Generalize transfer operator

rusandris commented 2 months ago

Right now the transfer operator works only on an AbstractBinning outcome space. It would be nice to have a more general notion of the transfer operator so that one could compute the transferoperator regardless of which outcome space was used.

This way transferoperator would become something that operates on a series of outcomes (symbolic trajectories) instead of being itself an outcome space. At least this is the way we did it in StateTransitionNetworks.jl .

Let me know if this make sense.

kahaaga commented 2 months ago

Hey, @rusandris! Thanks for bringing this up. Your suggestion makes perfect sense. There is no reason that the transfer operator should operate on binned outcome spaces only. The reason I never implemented a generic version of transferoperator is that the implementation that's currently here was developed as part of one of our research papers, where we explicitly developed new (triangulation-based) binning approaches.

If designed cleverly, this should work on any outcome space. My initial thought is that the TransferOperator struct should be a probabilities estimator, not an outcome space:

probabilities(pest::TransferOperator, o::OutcomeSpace, x) estimates probabilities over the outcomes over x constructed according to o using an approximation of the transfer operator, from which we can easily derive the stationary probabilities. For enough samples, probabilities(est::TransferOperator, o::OutcomeSpace, x) should then be roughly equivalent to probabilities(est::TransferOperator, o::OutcomeSpace, x).

transferoperator(o::OutcomeSpace, x) computes the approximation to the transfer matrix (so that it can be used elsewhere), which is called by probabilities(est::TransferOperator, o::OutcomeSpace, x), with the additional step of estimating the probabilities.
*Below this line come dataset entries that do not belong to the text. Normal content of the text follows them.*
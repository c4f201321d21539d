//! Shared case-insensitive phrase matching.
//!
//! Every keyword category (skills, sponsorship, culture, titles, remote
//! detection) goes through this one matcher so word-boundary semantics
//! stay consistent: a phrase matches only when the characters adjacent
//! to the matched span are not alphanumeric, so "Java" never matches
//! inside "JavaScript" while "C#" still matches "C# developer".

/// Lowercase a haystack once before repeated `contains_phrase` calls.
pub fn fold(text: &str) -> String {
    text.to_lowercase()
}

/// True when `needle` occurs in `haystack` on word boundaries.
/// Both sides are compared case-insensitively; callers that loop over
/// many needles should pre-fold the haystack with [`fold`].
pub fn contains_phrase(haystack_folded: &str, needle: &str) -> bool {
    let needle = needle.to_lowercase();
    if needle.is_empty() {
        return false;
    }
    for (start, _) in haystack_folded.match_indices(&needle) {
        let before_ok = haystack_folded[..start]
            .chars()
            .next_back()
            .map_or(true, |c| !c.is_alphanumeric());
        let after_ok = haystack_folded[start + needle.len()..]
            .chars()
            .next()
            .map_or(true, |c| !c.is_alphanumeric());
        if before_ok && after_ok {
            return true;
        }
    }
    false
}

/// Count how many distinct needles match; used by the capped signal
/// categories (sponsorship, culture).
pub fn count_matches<'a, I>(haystack_folded: &str, needles: I) -> usize
where
    I: IntoIterator<Item = &'a str>,
{
    needles
        .into_iter()
        .filter(|needle| contains_phrase(haystack_folded, needle))
        .count()
}

#[cfg(test)]
mod tests {
    use super::*;

    #[test]
    fn matching_is_case_insensitive() {
        let hay = fold("Experience with TypeScript and React required");
        assert!(contains_phrase(&hay, "typescript"));
        assert!(contains_phrase(&hay, "REACT"));
    }

    #[test]
    fn word_boundaries_are_enforced() {
        let hay = fold("We use JavaScript heavily");
        assert!(!contains_phrase(&hay, "java"));
        assert!(contains_phrase(&hay, "javascript"));
    }

    #[test]
    fn symbols_in_needles_are_allowed() {
        let hay = fold("Backend roles: C# or C++ welcome");
        assert!(contains_phrase(&hay, "c#"));
        assert!(contains_phrase(&hay, "c++"));
    }

    #[test]
    fn multi_word_phrases_match_across_spaces() {
        let hay = fold("Visa sponsorship available for the right candidate");
        assert!(contains_phrase(&hay, "visa sponsorship available"));
        assert!(!contains_phrase(&hay, "sponsorship unavailable"));
    }

    #[test]
    fn empty_needle_never_matches() {
        assert!(!contains_phrase("anything", ""));
    }

    #[test]
    fn count_matches_counts_distinct_needles() {
        let hay = fold("equity package, flexible hours, flexible hours");
        let n = count_matches(&hay, ["equity", "flexible hours", "learning budget"]);
        assert_eq!(n, 2);
    }
}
This way, it will automagically work for any new implemented outcome space with no additional effort from the user.

Does that make sense?

kahaaga commented 2 months ago

Currently, estimation keywords to TransferOperator for the binning approach is stored in the TransferOperator struct. I guess we can just make dedicated TransferOperatorBinningKeywords (with a much better name) struct, or other keyword structs for other methods if necessary, that are given to TransferOperator. That way, we simply dispatch on the estimation parameters if basic estimation isn't sufficient. Not sure if this makes sense... Will have to give it some thought!

Datseris commented 2 months ago

This way transferoperator would become something that operates on a series of outcomes (symbolic trajectories) instead of being itself an outcome space

Yes. We first use codify and then pass the "symbols timeseries" into the "actual" transfer operator estimation.

For enough samples, probabilities(est::TransferOperator, o::OutcomeSpace, x) should then be roughly equivalent to probabilities(est::TransferOperator, o::OutcomeSpace, x).

Is there a typo here? Both things are the same.

@kahaaga I don't think we need to complicate anything here. TransferOperator receives as input any OutcomeSpace. Then it calls codify and then it uses then symbolized timeseries to estimate the transfer matrix. No need for any additional constructs like TransferOperatorBinningKeywords. For all outcome spaces their arguments are given to the outcome space construction itself.

kahaaga commented 2 months ago

For enough samples, probabilities(est::TransferOperator, o::OutcomeSpace, x) should then be roughly equivalent to probabilities(est::TransferOperator, o::OutcomeSpace, x)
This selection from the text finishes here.